# Little worms! Yikes!



## derpmeister (Jul 26, 2010)

Yesterday I put my marimo moss ball in my betta's 10 gallon after QT for a week and a half. Today however, I noticed very, very tiny worms on the glass. They look like specks but they are moving. Not too many, though. They are a light brown to white color. I'm guessing they came from the moss ball.

I also saw a larger one free swimming, probably only half the length of a fingernail. My betta quickly gobbled it up. He is also eating the ones on the glass.

I feed my betta once a day-- 4 hikari pellets. I do 10% water changes from every 3 days to a week. 

What should I do to zap these guys? I really, really don't want to tear the whole tank down. It's been up for over half a year now. :-(


----------



## derpmeister (Jul 26, 2010)

EDIT: I just did a 20% water change with a gravel vacuum and added a tablespoon of aquarium salt. I'm removing the moss ball and cutting back on feeding since Toki is doing a good job of hunting these little worms. 

I'm not sure if they are planaria, they seem skinner and more hair-like. Perhaps nematodes?


----------



## SillyCone (May 7, 2011)

can you take a pic of them?


----------



## Genin (May 17, 2011)

I would guess nematode. Salt or copper treatment would get rid of them pretty quick but I'm not sure how your betta would fair with it.


----------



## Diana S (May 3, 2011)

derpmeister said:


> Yesterday I put my marimo moss ball in my betta's 10 gallon after QT for a week and a half. Today however, I noticed very, very tiny worms on the glass. They look like specks but they are moving. Not too many, though. They are a light brown to white color. I'm guessing they came from the moss ball.
> 
> I also saw a larger one free swimming, probably only half the length of a fingernail. My betta quickly gobbled it up. He is also eating the ones on the glass.
> 
> ...


I wonder if they Tubifex worms,? Free food !Diana


----------



## derpmeister (Jul 26, 2010)

I can't take a picture because they are too small for my camera. Here is a video someone else took. I'm pretty sure its the kind I have.
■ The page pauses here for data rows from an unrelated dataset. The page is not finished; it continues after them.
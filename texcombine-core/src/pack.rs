//! Channel packing.
//!
//! Copies one channel of up to four source textures into the R, G, B and A
//! channels of a single output texture. Channels without a source are filled
//! with a constant fallback value.

use crate::channel::ColorChannel;
use crate::config::Settings;
use crate::grouping::TextureSet;
use crate::image_loading::{ImageLoader, TextureMap};
use crate::Result;
use image::imageops::FilterType;

/// Per-output-channel packing parameters.
#[derive(Debug, Clone, PartialEq)]
pub struct PackOptions {
    /// Fallback value (0..=1) for channels without a source
    pub defaults: [f32; 4],
    /// Scale applied to source values after inversion
    pub multipliers: [f32; 4],
    /// Invert source values (v -> 1 - v)
    pub inverts: [bool; 4],
    /// Channel read from each source
    pub source_channels: [ColorChannel; 4],
}

impl Default for PackOptions {
    fn default() -> Self {
        Self {
            defaults: [0.0, 1.0, 0.0, 1.0],
            multipliers: [1.0; 4],
            inverts: [false; 4],
            source_channels: [ColorChannel::R; 4],
        }
    }
}

impl From<&Settings> for PackOptions {
    fn from(settings: &Settings) -> Self {
        Self {
            defaults: settings.defaults,
            multipliers: settings.multipliers,
            inverts: settings.inverts,
            source_channels: settings.source_channels,
        }
    }
}

/// Convert a 0..=1 value to an 8-bit channel value.
#[inline]
pub fn quantize(value: f32) -> u8 {
    (value.clamp(0.0, 1.0) * 255.0).round() as u8
}

/// Applies inversion and multiplier to a source byte. Neutral settings return it unchanged.
#[inline]
fn remap(value: u8, invert: bool, multiplier: f32) -> u8 {
    if !invert && multiplier == 1.0 {
        return value;
    }
    let mut v = value as f32 / 255.0;
    if invert {
        v = 1.0 - v;
    }
    quantize(v * multiplier)
}

/// Resizes a texture to exact dimensions using Lanczos3.
fn resize_to_exact(texture: &TextureMap, width: u32, height: u32) -> Result<TextureMap> {
    let img = texture.to_image()?;
    let resized = image::imageops::resize(&img, width, height, FilterType::Lanczos3);

    Ok(TextureMap {
        width,
        height,
        data: resized.into_raw(),
        path: texture.path.clone(),
    })
}

/// Packs up to four sources into one RGBA texture of `width` x `height`.
///
/// `inputs` is indexed by output channel. A source whose dimensions differ from
/// the output is resized first.
pub fn pack_channels(
    width: u32,
    height: u32,
    inputs: [Option<&TextureMap>; 4],
    options: &PackOptions,
) -> Result<TextureMap> {
    if width == 0 || height == 0 {
        return Err(crate::Error::Other("Cannot pack an empty texture".into()));
    }

    let fill = options.defaults.map(quantize);
    let mut packed = TextureMap::filled(width, height, fill);

    for (out, input) in inputs.into_iter().enumerate() {
        let Some(source) = input else {
            continue;
        };

        let resized;
        let source = if source.width != width || source.height != height {
            log::warn!(
                "Resizing {} from {}x{} to {}x{}",
                source
                    .path
                    .as_deref()
                    .map(|p| p.display().to_string())
                    .unwrap_or_else(|| "source".into()),
                source.width,
                source.height,
                width,
                height
            );
            resized = resize_to_exact(source, width, height)?;
            &resized
        } else {
            source
        };

        if source.data.len() != packed.data.len() {
            return Err(crate::Error::Other("Invalid texture dimensions".into()));
        }

        let from = options.source_channels[out].index();
        let invert = options.inverts[out];
        let multiplier = options.multipliers[out];
        for (dst, src) in packed
            .data
            .chunks_exact_mut(4)
            .zip(source.data.chunks_exact(4))
        {
            dst[out] = remap(src[from], invert, multiplier);
        }
    }

    Ok(packed)
}

/// Loads the inputs of `set` and packs them at the set's recorded dimensions.
///
/// Returns `Ok(None)` when the set never received a texture.
pub fn pack_set(set: &TextureSet, options: &PackOptions) -> Result<Option<TextureMap>> {
    let Some((width, height)) = set.dimensions else {
        return Ok(None);
    };

    let mut loaded: [Option<TextureMap>; 4] = Default::default();
    for (slot, input) in loaded.iter_mut().zip(set.inputs.iter()) {
        if let Some(texture) = input {
            *slot = Some(ImageLoader::load_ref(texture)?);
        }
    }

    let packed = pack_channels(width, height, loaded.each_ref().map(Option::as_ref), options)?;
    Ok(Some(packed))
}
http://www.youtube.com/watch?v=JHTh390sBI8&feature=related

The salt seems to have worked-- I'm seeing less of the little ones on the glass. Toki is still finding them in the gravel though, so they're still around.


----------



## SillyCone (May 7, 2011)

Oh.. Ew :V

At least there are some of comments on that video and they are saying is planaria.. hmmm


----------



## Wyvern (May 19, 2011)

Always a good tip when I add moss to my tanks to kill off anything you dont want in there let it soak for atleast 2 days in a bowl with half a potato. Something in the potato kills the worms and snails! Just rinse it well and add back to the tank  I wish we got moss balls here


----------



## derpmeister (Jul 26, 2010)

Thanks for the tip, Wyvern. If I decide to try moss balls again I will try that. I thought soaking it in chlorinated water for over a week would do the trick but apparently not.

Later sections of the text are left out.